With the red-hot, and making new record highs every day, biotech index – which together with AAPL is the main driver behind the Nasdaq’s surge back over 5,000 – seemingly all anyone can talk about, we decided to layout the simple facts.
- Below is a chart of the 150 companies that make up the Nasdaq Biotech Index (NBI), broken down by Net Income.
- Of the 150 companies, in the last 12 months only 41 had earnings, i.e., Net Income, amounting to just under $31 billion
- Of this $31 billion in earnings, just 5 companies – Gilead, Amgen, Shire, Biogen and Celgene – had net income over $1 billion
- Just these 5 biotechs represented 83% of all the earnings generated in the NBI
- 109 companies in the NBI lost money in the last 12 months.

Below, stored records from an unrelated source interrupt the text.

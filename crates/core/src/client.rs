use async_trait::async_trait;
use reqwest::multipart::{Form, Part};
use serde_json::Value;
use tracing::{debug, info, warn};

use crate::{
    config::ApiConfig,
    error::{ReelcheckError, Result},
    types::{AnalysisResult, HealthStatus, UploadRequest},
};

/// Anything that can turn an upload into an analysis.
#[async_trait]
pub trait Analyzer: Send + Sync {
    async fn analyze(&self, request: &UploadRequest) -> Result<AnalysisResult>;
}

/// HTTP client for the remote analysis service.
#[derive(Clone, Debug)]
pub struct AnalysisClient {
    http: reqwest::Client,
    config: ApiConfig,
}

impl AnalysisClient {
    pub fn new(config: ApiConfig) -> Result<Self> {
        let http = reqwest::Client::builder().timeout(config.timeout).build()?;
        Ok(Self { http, config })
    }

    pub fn config(&self) -> &ApiConfig {
        &self.config
    }

    /// POST the video and platform as multipart to `/api/analyze`.
    pub async fn analyze(&self, request: &UploadRequest) -> Result<AnalysisResult> {
        let video = &request.video;
        let bytes = tokio::fs::read(video.path()).await?;

        let part = Part::bytes(bytes)
            .file_name(video.file_name().to_string())
            .mime_str(video.media_type())?;
        let form = Form::new()
            .part("video", part)
            .text("platform", request.platform.as_str());

        let url = self.config.analyze_url();
        info!(
            %url,
            file_name = video.file_name(),
            size = video.size(),
            platform = request.platform.as_str(),
            "uploading video for analysis"
        );

        let response = self
            .http
            .post(&url)
            .multipart(form)
            .send()
            .await
            .map_err(|e| self.request_failed(e))?;

        let status = response.status();
        let body = response.bytes().await.map_err(|e| self.request_failed(e))?;

        if !status.is_success() {
            let detail = extract_detail(&body);
            warn!(status = status.as_u16(), ?detail, "analysis request rejected");
            return Err(ReelcheckError::Api {
                status: status.as_u16(),
                detail,
            });
        }

        let result: AnalysisResult = serde_json::from_slice(&body)?;
        debug!(overall_score = result.overall_score, "analysis received");
        Ok(result)
    }

    pub async fn health(&self) -> Result<HealthStatus> {
        let response = self
            .http
            .get(self.config.health_url())
            .send()
            .await
            .map_err(|e| self.request_failed(e))?;

        let status = response.status();
        let body = response.bytes().await.map_err(|e| self.request_failed(e))?;
        if !status.is_success() {
            return Err(ReelcheckError::Api {
                status: status.as_u16(),
                detail: extract_detail(&body),
            });
        }

        Ok(serde_json::from_slice(&body)?)
    }

    /// GET raw bytes, used for thumbnails served by URL.
    pub async fn fetch_bytes(&self, url: &str) -> Result<Vec<u8>> {
        let response = self
            .http
            .get(url)
            .send()
            .await
            .map_err(|e| self.request_failed(e))?
            .error_for_status()?;
        let bytes = response.bytes().await.map_err(|e| self.request_failed(e))?;
        Ok(bytes.to_vec())
    }

    fn request_failed(&self, err: reqwest::Error) -> ReelcheckError {
        if err.is_timeout() {
            warn!(timeout_secs = self.config.timeout.as_secs(), "request timed out");
            ReelcheckError::Timeout(self.config.timeout)
        } else {
            warn!(error = %err, "request failed");
            ReelcheckError::ApiError(err)
        }
    }
}

#[async_trait]
impl Analyzer for AnalysisClient {
    async fn analyze(&self, request: &UploadRequest) -> Result<AnalysisResult> {
        AnalysisClient::analyze(self, request).await
    }
}

/// Pull the human-readable `detail` out of an error body. Validation errors
/// carry a list of `{ "msg": ... }` objects instead of a string.
fn extract_detail(body: &[u8]) -> Option<String> {
    let value: Value = serde_json::from_slice(body).ok()?;
    match value.get("detail")? {
        Value::String(detail) if !detail.trim().is_empty() => Some(detail.clone()),
        Value::Array(items) => {
            let messages: Vec<&str> = items
                .iter()
                .filter_map(|item| item.get("msg").and_then(Value::as_str))
                .collect();
            (!messages.is_empty()).then(|| messages.join("; "))
        }
        _ => None,
    }
}
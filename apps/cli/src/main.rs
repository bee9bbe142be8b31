use std::{
    path::PathBuf,
    time::{Duration, Instant},
};

use anyhow::{Context, Result};
use clap::{Parser, Subcommand, ValueEnum};
use console::style;
use indicatif::{ProgressBar, ProgressStyle};
use reelcheck_core::{
    AnalysisClient, ApiConfig, Platform, ReelcheckError, Session, StatusRotator,
    loading::ROTATION_INTERVAL, media, thumbnails,
};
use tracing_subscriber::EnvFilter;

mod render;

fn format_duration(d: Duration) -> String {
    let secs = d.as_secs_f64();
    if secs < 60.0 {
        format!("{:.1}s", secs)
    } else {
        format!("{:.0}m {:.0}s", (secs / 60.0).floor(), secs % 60.0)
    }
}

/// CLI wrapper for Platform enum (needed for clap ValueEnum)
#[derive(Clone, Copy, Default, ValueEnum)]
enum CliPlatform {
    #[default]
    Instagram,
    #[value(name = "youtube_shorts", alias = "youtube-shorts", alias = "shorts")]
    YoutubeShorts,
    Other,
}

impl From<CliPlatform> for Platform {
    fn from(cli: CliPlatform) -> Self {
        match cli {
            CliPlatform::Instagram => Platform::Instagram,
            CliPlatform::YoutubeShorts => Platform::YoutubeShorts,
            CliPlatform::Other => Platform::Other,
        }
    }
}

#[derive(Parser)]
#[command(name = "reelcheck")]
#[command(about = "Upload a short-form video for AI analysis and get actionable feedback")]
struct Cli {
    /// Analysis API base URL. Overrides REELCHECK_API_URL.
    #[arg(long, global = true)]
    api_url: Option<String>,

    /// Request timeout in seconds. Overrides REELCHECK_TIMEOUT_SECS.
    #[arg(long, global = true)]
    timeout: Option<u64>,

    #[command(subcommand)]
    command: Command,
}

#[derive(Subcommand)]
enum Command {
    /// Upload a video and print the analysis
    Analyze {
        /// Video file (MP4, MOV, AVI, max 100MB, ideally ≤60s)
        video: PathBuf,

        /// Platform to optimize for
        #[arg(short, long, default_value = "instagram")]
        platform: CliPlatform,

        /// Print the parsed analysis as JSON instead of the dashboard
        #[arg(long)]
        json: bool,

        /// Save thumbnail suggestions. Defaults to the downloads directory.
        #[arg(long, value_name = "DIR", num_args = 0..=1)]
        thumbnails: Option<Option<PathBuf>>,

        /// Thumbnail to feature in the dashboard (1-based)
        #[arg(long, default_value_t = 1)]
        featured: usize,
    },
    /// Check that the analysis API is reachable
    Health,
}

fn create_spinner(msg: &str) -> Result<ProgressBar> {
    let pb = ProgressBar::new_spinner();
    pb.set_style(
        ProgressStyle::default_spinner()
            .tick_chars("⠁⠂⠄⡀⢀⠠⠐⠈ ")
            .template("{spinner:.cyan} {msg}")?,
    );
    pb.set_message(msg.to_string());
    pb.enable_steady_tick(Duration::from_millis(80));
    Ok(pb)
}

fn init_tracing() {
    let filter = EnvFilter::try_from_default_env().unwrap_or_else(|_| EnvFilter::new("warn"));
    tracing_subscriber::fmt()
        .with_env_filter(filter)
        .with_writer(std::io::stderr)
        .with_target(false)
        .init();
}

fn build_config(cli: &Cli) -> Result<ApiConfig> {
    let mut config = ApiConfig::from_env()?;
    if let Some(url) = &cli.api_url {
        config = config.with_api_url(url.as_str());
    }
    if let Some(secs) = cli.timeout {
        config = config.with_timeout(Duration::from_secs(secs))?;
    }
    Ok(config)
}

fn exit_with(message: &str) -> ! {
    eprintln!("{} {}", style("Error:").red().bold(), message);
    std::process::exit(1);
}

#[tokio::main]
async fn main() -> Result<()> {
    init_tracing();
    let cli = Cli::parse();

    let config = match build_config(&cli) {
        Ok(config) => config,
        Err(e) => exit_with(&e.to_string()),
    };
    let client = AnalysisClient::new(config)?;

    println!(
        "\n{}  {}\n",
        style("reelcheck").cyan().bold(),
        style("Reel Optimizer").dim()
    );

    match cli.command {
        Command::Analyze {
            video,
            platform,
            json,
            thumbnails,
            featured,
        } => {
            analyze(
                &client,
                video,
                platform.into(),
                json,
                thumbnails,
                featured.saturating_sub(1),
            )
            .await
        }
        Command::Health => health(&client).await,
    }
}

async fn analyze(
    client: &AnalysisClient,
    video: PathBuf,
    platform: Platform,
    json: bool,
    thumbnails_dir: Option<Option<PathBuf>>,
    featured: usize,
) -> Result<()> {
    let mut session = Session::new();
    session.set_platform(platform);

    if session.select_file(&video).is_err() {
        eprintln!(
            "{}",
            style(format!(
                "Accepted: {} · {}",
                media::FORMATS_HINT,
                media::DURATION_HINT
            ))
            .dim()
        );
        exit_with(session.error().unwrap_or("Please select a video file"));
    }

    if let Some(file) = session.selected_file() {
        println!(
            "{} Selected: {} {} → {} {}",
            style("✓").green().bold(),
            file.file_name(),
            style(format!("({})", file.size_label())).dim(),
            style(platform.label()).yellow(),
            style(format!("(best at {})", platform.duration_hint())).dim()
        );
    }
    println!("{}", style("─".repeat(60)).dim());

    let mut rotator = StatusRotator::default();
    let spinner = create_spinner(rotator.current())?;
    let ticker = {
        let spinner = spinner.clone();
        tokio::spawn(async move {
            let mut interval = tokio::time::interval(ROTATION_INTERVAL);
            interval.tick().await;
            loop {
                interval.tick().await;
                spinner.set_message(rotator.advance().to_string());
            }
        })
    };

    let started = Instant::now();
    let outcome = session.submit(client).await;
    ticker.abort();

    if let Err(err) = outcome {
        spinner.finish_and_clear();
        tracing::debug!(error = %err, "analysis failed");
        exit_with(
            session
                .error()
                .unwrap_or(ReelcheckError::FALLBACK_MESSAGE),
        );
    }

    spinner.finish_with_message(format!(
        "{} Analysis complete {}",
        style("✓").green().bold(),
        style(format!("[{}]", format_duration(started.elapsed()))).dim()
    ));

    let result = session
        .result()
        .context("analysis finished without a result")?;

    if json {
        println!("{}", serde_json::to_string_pretty(result)?);
    } else {
        render::print_results(result, featured);
    }

    if let Some(dir) = thumbnails_dir {
        let dir = dir.unwrap_or_else(thumbnails::default_export_dir);
        match result.thumbnails() {
            Some(candidates) => {
                let spinner = create_spinner("Saving thumbnails...")?;
                let saved = thumbnails::export_all(client, candidates, &dir).await?;
                spinner.finish_with_message(format!(
                    "{} Saved {} thumbnails to {}",
                    style("✓").green().bold(),
                    saved.len(),
                    style(dir.display()).cyan()
                ));
            }
            None => println!(
                "{} {}",
                style("!").yellow().bold(),
                reelcheck_core::present::THUMBNAILS_UNAVAILABLE
            ),
        }
    }

    Ok(())
}

async fn health(client: &AnalysisClient) -> Result<()> {
    let url = client.config().api_url.clone();
    let spinner = create_spinner(&format!("Checking {}...", url))?;

    match client.health().await {
        Ok(health) => {
            spinner.finish_with_message(format!(
                "{} {} is {} {}",
                style("✓").green().bold(),
                style(&url).cyan(),
                style(&health.status).green(),
                style(
                    health
                        .llm_provider
                        .map(|p| format!("(LLM provider: {})", p))
                        .unwrap_or_default()
                )
                .dim()
            ));
            Ok(())
        }
        Err(e) => {
            spinner.finish_and_clear();
            exit_with(&format!("{} is unreachable: {}", url, e));
        }
    }
}
impl App {
    fn new(client: AnalysisClient, notice: Option<String>) -> (Self, Task<Message>) {
        (
            Self {
                session: Session::new(),
                client,
                rotator: StatusRotator::default(),
                spinner_frame: 0,
                selected_thumbnail: 0,
                notice,
            },
            Task::none(),
        )
    }

    fn update(&mut self, message: Message) -> Task<Message> {
        match message {
            Message::PickFile => {
                if matches!(self.session.view(), View::Idle) {
                    return Task::perform(pick_video(), Message::FilePicked);
                }
            }
            Message::FilePicked(Some(path)) => {
                let _ = self.session.select_file(path);
            }
            Message::FilePicked(None) => {}
            Message::FileDropped(path) => {
                // the form only exists on the idle screen
                if matches!(self.session.view(), View::Idle) {
                    let _ = self.session.drop_file(path);
                }
            }
            Message::ClearFile => self.session.clear_file(),
            Message::PlatformSelected(platform) => self.session.set_platform(platform),
            Message::Analyze => {
                if let Ok(request) = self.session.begin_submit() {
                    self.rotator = StatusRotator::default();
                    self.notice = None;
                    let client = self.client.clone();
                    return Task::perform(
                        async move { client.analyze(&request).await.map_err(Arc::new) },
                        Message::AnalysisFinished,
                    );
                }
            }
            Message::AnalysisFinished(Ok(result)) => {
                self.selected_thumbnail = 0;
                self.session.complete(result);
            }
            Message::AnalysisFinished(Err(err)) => {
                tracing::warn!(error = %err, "analysis failed");
                self.session.fail(&err);
            }
            Message::RotateStatus => {
                self.rotator.advance();
            }
            Message::SpinnerTick => {
                self.spinner_frame = (self.spinner_frame + 1) % SPINNER_FRAMES.len();
            }
            Message::ThumbnailSelected(index) => self.selected_thumbnail = index,
            Message::SaveThumbnail(index) => {
                let thumbnail = self
                    .session
                    .result()
                    .and_then(AnalysisResult::thumbnails)
                    .and_then(|candidates| candidates.get(index))
                    .cloned();
                if let Some(thumbnail) = thumbnail {
                    let client = self.client.clone();
                    let dir = thumbnails::default_export_dir();
                    return Task::perform(
                        async move {
                            thumbnails::export_thumbnail(&client, index, &thumbnail, &dir)
                                .await
                                .map(|path| vec![path])
                                .map_err(Arc::new)
                        },
                        Message::ThumbnailsSaved,
                    );
                }
            }
            Message::SaveAllThumbnails => {
                let candidates = self
                    .session
                    .result()
                    .and_then(AnalysisResult::thumbnails)
                    .map(<[ThumbnailSuggestion]>::to_vec);
                if let Some(candidates) = candidates {
                    let client = self.client.clone();
                    let dir = thumbnails::default_export_dir();
                    return Task::perform(
                        async move {
                            thumbnails::export_all(&client, &candidates, &dir)
                                .await
                                .map_err(Arc::new)
                        },
                        Message::ThumbnailsSaved,
                    );
                }
            }
            Message::ThumbnailsSaved(Ok(paths)) => {
                let dir = paths
                    .first()
                    .and_then(|path| path.parent())
                    .map(|dir| dir.display().to_string())
                    .unwrap_or_default();
                self.notice = Some(format!("Saved {} thumbnail(s) to {}", paths.len(), dir));
            }
            Message::ThumbnailsSaved(Err(err)) => {
                self.notice = Some(err.to_string());
            }
            Message::CopyText(contents) => return iced::clipboard::write(contents),
            Message::Reset => {
                self.session.reset();
                self.selected_thumbnail = 0;
                self.notice = None;
            }
        }
        Task::none()
    }

    fn subscription(&self) -> Subscription<Message> {
        let drops = event::listen_with(|event, _status, _window| match event {
            Event::Window(window::Event::FileDropped(path)) => Some(Message::FileDropped(path)),
            _ => None,
        });

        if self.session.is_loading() {
            Subscription::batch([
                drops,
                time::every(ROTATION_INTERVAL).map(|_| Message::RotateStatus),
                time::every(Duration::from_millis(100)).map(|_| Message::SpinnerTick),
            ])
        } else {
            drops
        }
    }

    fn view(&self) -> Element<'_, Message> {
        let body = match self.session.view() {
            View::Idle => self.upload_form(),
            View::Loading => self.loading_view(),
            View::Results(result) => self.results_dashboard(result),
        };

        let mut page = column![
            text("Reel Optimizer").size(36),
            text("Transform your short-form videos with AI-powered insights")
                .size(16)
                .color(muted_color()),
        ]
        .spacing(8);

        if let Some(notice) = &self.notice {
            page = page.push(text(notice.as_str()).size(14));
        }

        scrollable(
            container(page.push(horizontal_rule(1)).push(body).spacing(20))
                .padding(32)
                .width(Length::Fill),
        )
        .into()
    }

    fn upload_form(&self) -> Element<'_, Message> {
        let file_label = match self.session.selected_file() {
            Some(file) => format!("{} ({})", file.file_name(), file.size_label()),
            None => "Click to choose or drag and drop a video".to_string(),
        };

        let mut picker = column![
            text(format!("Upload Video ({})", media::DURATION_HINT)).size(14),
            button(text(file_label))
                .on_press(Message::PickFile)
                .padding(24)
                .width(Length::Fill),
            text(media::FORMATS_HINT).size(12).color(muted_color()),
        ]
        .spacing(6);

        if self.session.selected_file().is_some() {
            picker = picker.push(button(text("Remove file").size(12)).on_press(Message::ClearFile));
        }

        let platforms = Platform::ALL
            .iter()
            .fold(row![].spacing(20), |acc, platform| {
                acc.push(radio(
                    format!("{} ({})", platform.label(), platform.duration_hint()),
                    *platform,
                    Some(self.session.platform()),
                    Message::PlatformSelected,
                ))
            });

        let mut form = column![
            picker,
            column![text("Target Platform").size(14), platforms].spacing(8),
        ]
        .spacing(20);

        if let Some(error) = self.session.error() {
            form = form.push(text(error).color(error_color()));
        }

        form.push(
            button(text("Analyze Video").size(18))
                .on_press(Message::Analyze)
                .padding(12)
                .width(Length::Fill),
        )
        .into()
    }

    fn loading_view(&self) -> Element<'_, Message> {
        column![
            text(SPINNER_FRAMES[self.spinner_frame]).size(56),
            text("Analyzing Your Video").size(22),
            text(self.rotator.current()).size(16).color(muted_color()),
        ]
        .spacing(12)
        .align_x(Alignment::Center)
        .width(Length::Fill)
        .into()
    }

    fn results_dashboard<'a>(&'a self, result: &'a AnalysisResult) -> Element<'a, Message> {
        let tier = ScoreTier::from_score(result.overall_score);

        let header = row![
            button(text("← Analyze Another Video")).on_press(Message::Reset),
            horizontal_space(),
            text(format!("Platform: {}", result.platform)).color(muted_color()),
        ]
        .align_y(Alignment::Center);

        let overall = column![
            text("Overall Score").size(18),
            text(present::format_score(result.overall_score))
                .size(64)
                .color(tier_color(tier)),
            text("out of 10").size(14).color(muted_color()),
        ]
        .align_x(Alignment::Center)
        .width(Length::Fill);

        let mut dashboard = column![header, overall].spacing(24);

        if let Some(priorities) = result.priorities() {
            let list = priorities
                .iter()
                .enumerate()
                .fold(Column::new().spacing(4), |acc, (i, priority)| {
                    acc.push(text(format!("{}. {}", i + 1, priority)))
                });
            dashboard = dashboard.push(panel(column![text("Top 3 Priorities").size(18), list]));
        }

        let content_extra = result.content.hook_score.map(|hook| {
            column![
                text(format!("Hook Score: {}/10", hook)).size(13),
                text(format!(
                    "CTA: {}",
                    present::cta_label(result.content.has_cta.unwrap_or(false))
                ))
                .size(13),
            ]
            .spacing(2)
            .into()
        });

        dashboard = dashboard
            .push(
                row![
                    score_card("Video Quality", &result.video, None),
                    score_card("Audio Quality", &result.audio, None),
                    score_card("Content", &result.content.report, content_extra),
                ]
                .spacing(16),
            )
            .push(music_panel(result.music_recommendation.as_ref()))
            .push(
                row![
                    hashtag_panel(result.hashtags()),
                    title_panel(result.titles()),
                ]
                .spacing(16),
            )
            .push(self.thumbnail_panel(result.thumbnails()));

        dashboard.into()
    }

    fn thumbnail_panel<'a>(
        &'a self,
        candidates: Option<&'a [ThumbnailSuggestion]>,
    ) -> Element<'a, Message> {
        let Some(candidates) = candidates else {
            return unavailable("Thumbnail Suggestions", present::THUMBNAILS_UNAVAILABLE);
        };

        let selected = self.selected_thumbnail.min(candidates.len() - 1);
        let featured = &candidates[selected];
        let metrics = &featured.quality_metrics;

        let picker = candidates
            .iter()
            .enumerate()
            .fold(row![].spacing(8), |acc, (i, candidate)| {
                let star = if candidate.is_recommended { "★ " } else { "" };
                let label = format!(
                    "{}{}  {:.0}",
                    star,
                    present::format_time(candidate.timestamp),
                    candidate.score
                );
                let style = if i == selected {
                    button::primary
                } else {
                    button::secondary
                };
                acc.push(
                    button(text(label).size(13))
                        .style(style)
                        .on_press(Message::ThumbnailSelected(i)),
                )
            });

        let mut details = column![
            row![
                text(format!(
                    "Frame at {}",
                    present::format_time(featured.timestamp)
                ))
                .size(16),
                horizontal_space(),
                text(format!("{:.0}/100", featured.score))
                    .size(16)
                    .color(tier_color(ScoreTier::from_thumbnail_score(featured.score))),
            ],
            text(featured.reasoning.as_str()).size(13),
            text(format!(
                "Sharpness {:.0} · Brightness {:.0} · Composition {:.0} · Vibrancy {:.0}",
                metrics.sharpness,
                metrics.brightness,
                metrics.composition_score,
                metrics.color_vibrancy
            ))
            .size(12)
            .color(muted_color()),
        ]
        .spacing(6);

        if featured.is_recommended {
            details = details.push(text("★ Recommended").size(13));
        }
        if let Some(faces) = present::faces_label(metrics) {
            details = details.push(text(faces).size(12));
        }

        panel(column![
            text("Thumbnail Suggestions").size(18),
            text(format!(
                "{} eye-catching frames selected from your video",
                candidates.len()
            ))
            .size(13)
            .color(muted_color()),
            picker,
            details,
            row![
                button(text("Save")).on_press(Message::SaveThumbnail(selected)),
                button(text("Save All")).on_press(Message::SaveAllThumbnails),
            ]
            .spacing(8),
        ])
    }
}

- In summary: only 41 companies in the index were profitable, which means 72.5% of biotechs lost money
- 83% of Biotech earnings were generated by just 12% of the companies
Visually this is shown as follows:
If one excludes the companies with a market cap under $1 billion, the layout remains largely the same: of the 87 biotech companies that fall in this category, 68% lost money. Once again the “big five” accounted for 84% of the entire industry’s Net Income.
So what does the market think? Well, adding across the entire NBI, the market cap is about $1.06 trillion. As for the Net Income, it was $21.1 billion in the LTM period.
In other words, the Nasdaq Biotech Index now trades with a P/E of 50x, with over 80% of the entire sectort’s earnings concentrated in just 5 companies.